The news comes after it was revealed that employees in Wells Fargo's community banking division opened about 2 million accounts without customer authorization, which resulted in the bank paying $185 million in penalties. Stumpf was grilled on Capitol Hill as he defended the bank's sales practices.
Stumpf said that he was "grateful for the opportunity to have led Wells Fargo" and is optimistic about the bank's future.
"While I have been deeply committed and focused on managing the Company through this period, I have decided it is best for the Company that I step aside," he said in a statement.
A spokesman for Wells Fargo said that there will be "no severance payment or agreement related" to Stumpf's departure.

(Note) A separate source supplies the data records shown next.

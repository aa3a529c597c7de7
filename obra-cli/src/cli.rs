use std::path::PathBuf;

use clap::{ArgAction, Args, Parser, Subcommand, ValueHint};

#[derive(Parser, Debug)]
#[command(
    name = "obra",
    version,
    about = "Admin client for the Obra CMS API.",
    long_about = "Logs in against the CMS, lists content and stages project edits (fields, \
                  images and videos) that are sent as a single request."
)]
pub struct Cli {
    /// API root, e.g. https://api.example.com/api/
    #[arg(long, global = true, env = "OBRA__API__BASE_URL")]
    pub base_url: Option<String>,

    /// File that keeps the session between runs.
    #[arg(long, global = true, value_hint = ValueHint::FilePath, env = "OBRA__AUTH__STORAGE_PATH")]
    pub session_file: Option<PathBuf>,

    /// Print records as JSON instead of a summary.
    #[arg(long, global = true, action = ArgAction::SetTrue)]
    pub json: bool,

    #[command(subcommand)]
    pub command: Command,
}

#[derive(Subcommand, Debug)]
pub enum Command {
    /// Exchange credentials for a session.
    Login {
        #[arg(long)]
        email: String,
        #[arg(long, env = "OBRA_PASSWORD", hide_env_values = true)]
        password: String,
    },
    /// Forget the stored session.
    Logout,
    /// Show the logged-in user.
    Whoami,
    #[command(subcommand)]
    Projects(ProjectsCommand),
    #[command(subcommand)]
    Categories(CategoriesCommand),
    #[command(subcommand)]
    Services(ListOnly),
    #[command(subcommand)]
    Clients(ListOnly),
    #[command(subcommand)]
    Messages(MessagesCommand),
    #[command(subcommand)]
    About(ShowOnly),
    #[command(subcommand)]
    Info(ShowOnly),
}

#[derive(Args, Debug, Clone, Default)]
pub struct ListArgs {
    #[arg(long, default_value_t = 1)]
    pub page: u32,
    #[arg(long, default_value_t = obra_core::query::DEFAULT_PAGE_SIZE)]
    pub page_size: u32,
    #[arg(long)]
    pub search: Option<String>,
    /// Fetch everything in one unpaginated request.
    #[arg(long, action = ArgAction::SetTrue)]
    pub all: bool,
}

#[derive(Subcommand, Debug)]
pub enum ProjectsCommand {
    List {
        #[command(flatten)]
        list: ListArgs,
        #[arg(long)]
        category: Option<u64>,
        /// en_proceso or entregado
        #[arg(long)]
        status: Option<String>,
        #[arg(long, action = ArgAction::SetTrue)]
        featured: bool,
    },
    Show {
        slug: String,
    },
    /// Stage changes on a project and send them in one request.
    Edit {
        slug: String,
        #[command(flatten)]
        edits: EditArgs,
    },
    Create {
        #[command(flatten)]
        edits: EditArgs,
    },
    Delete {
        slug: String,
    },
    /// Replace one image right away, outside any edit.
    ReplaceImage {
        id: String,
        #[arg(value_hint = ValueHint::FilePath)]
        path: PathBuf,
    },
    /// Delete one image right away, outside any edit.
    DeleteImage {
        id: String,
    },
}

#[derive(Args, Debug, Clone, Default)]
pub struct EditArgs {
    /// field=value
    #[arg(long = "set", value_name = "FIELD=VALUE", action = ArgAction::Append)]
    pub set: Vec<String>,
    /// Send the field as empty.
    #[arg(long = "clear", value_name = "FIELD", action = ArgAction::Append)]
    pub clear: Vec<String>,
    #[arg(long = "add-image", value_name = "PATH", value_hint = ValueHint::FilePath, action = ArgAction::Append)]
    pub add_image: Vec<PathBuf>,
    #[arg(long = "add-video", value_name = "PATH", value_hint = ValueHint::FilePath, action = ArgAction::Append)]
    pub add_video: Vec<PathBuf>,
    #[arg(long = "delete-image", value_name = "ID", action = ArgAction::Append)]
    pub delete_image: Vec<String>,
    #[arg(long = "delete-video", value_name = "ID", action = ArgAction::Append)]
    pub delete_video: Vec<String>,
    /// ID=PATH
    #[arg(long = "replace-image", value_name = "ID=PATH", action = ArgAction::Append)]
    pub replace_image: Vec<String>,
}

#[derive(Subcommand, Debug)]
pub enum CategoriesCommand {
    List {
        #[command(flatten)]
        list: ListArgs,
    },
    Create {
        name: String,
    },
    Rename {
        id: u64,
        name: String,
    },
    Delete {
        id: u64,
    },
}

#[derive(Subcommand, Debug)]
pub enum MessagesCommand {
    List {
        #[command(flatten)]
        list: ListArgs,
    },
    MarkRead {
        id: u64,
        /// Mark as unread instead.
        #[arg(long, action = ArgAction::SetTrue)]
        unread: bool,
    },
}

#[derive(Subcommand, Debug)]
pub enum ListOnly {
    List {
        #[command(flatten)]
        list: ListArgs,
    },
}

#[derive(Subcommand, Debug)]
pub enum ShowOnly {
    Show,
}

impl ListArgs {
    pub fn to_query(&self) -> obra_core::ListQuery {
        let base = if self.all {
            obra_core::ListQuery::all()
        } else {
            obra_core::ListQuery::new().page(self.page).page_size(self.page_size)
        };
        match &self.search {
            Some(term) => base.search(term.clone()),
            None => base,
        }
    }
}

#[cfg(test)]
mod tests {
    use super::*;

    #[test]
    fn edit_flags_repeat() {
        let cli = Cli::try_parse_from([
            "obra",
            "projects",
            "edit",
            "casa-miraflores",
            "--set",
            "name=Casa Miraflores II",
            "--set",
            "levels=3",
            "--clear",
            "area",
            "--delete-image",
            "101",
            "--add-image",
            "fachada.jpg",
            "--replace-image",
            "102=patio.jpg",
        ])
        .unwrap();

        let Command::Projects(ProjectsCommand::Edit { slug, edits }) = cli.command else {
            panic!("expected projects edit");
        };
        assert_eq!(slug, "casa-miraflores");
        assert_eq!(edits.set, vec!["name=Casa Miraflores II", "levels=3"]);
        assert_eq!(edits.clear, vec!["area"]);
        assert_eq!(edits.delete_image, vec!["101"]);
        assert_eq!(edits.add_image, vec![PathBuf::from("fachada.jpg")]);
        assert_eq!(edits.replace_image, vec!["102=patio.jpg"]);
    }

    #[test]
    fn list_args_build_queries() {
        let cli = Cli::try_parse_from(["obra", "messages", "list", "--all", "--search", "cotización"]).unwrap();
        let Command::Messages(MessagesCommand::List { list }) = cli.command else {
            panic!("expected messages list");
        };
        let keys: Vec<String> = list.to_query().to_pairs().into_iter().map(|(k, _)| k).collect();
        assert_eq!(keys, vec!["no_page", "search"]);
    }
}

"There are some retirement benefits that are detailed in our proxy statement. They are not accessible for the next 6 months. That is a normal lag time," the spokesman said in a statement.
Sanger said in a statement that while the retiring CEO helped create "create one of the strongest and most well-known financial services companies in the world," Stumpf "believes new leadership at this time is appropriate to guide Wells Fargo through its current challenges."
The board also said that Sloan was elected to the board and that independent director Elizabeth Duke will serve as its vice chair.
Last month, Sen. Elizabeth Warren accused Stumpf of "gutless leadership" and said he had not held himself accountable for the bank's actions. Before appearing on Capitol Hill, Stumpf told Jim Cramer on "Mad Money" that he would not resign.
The stock was last up more than 1 percent in extended trading.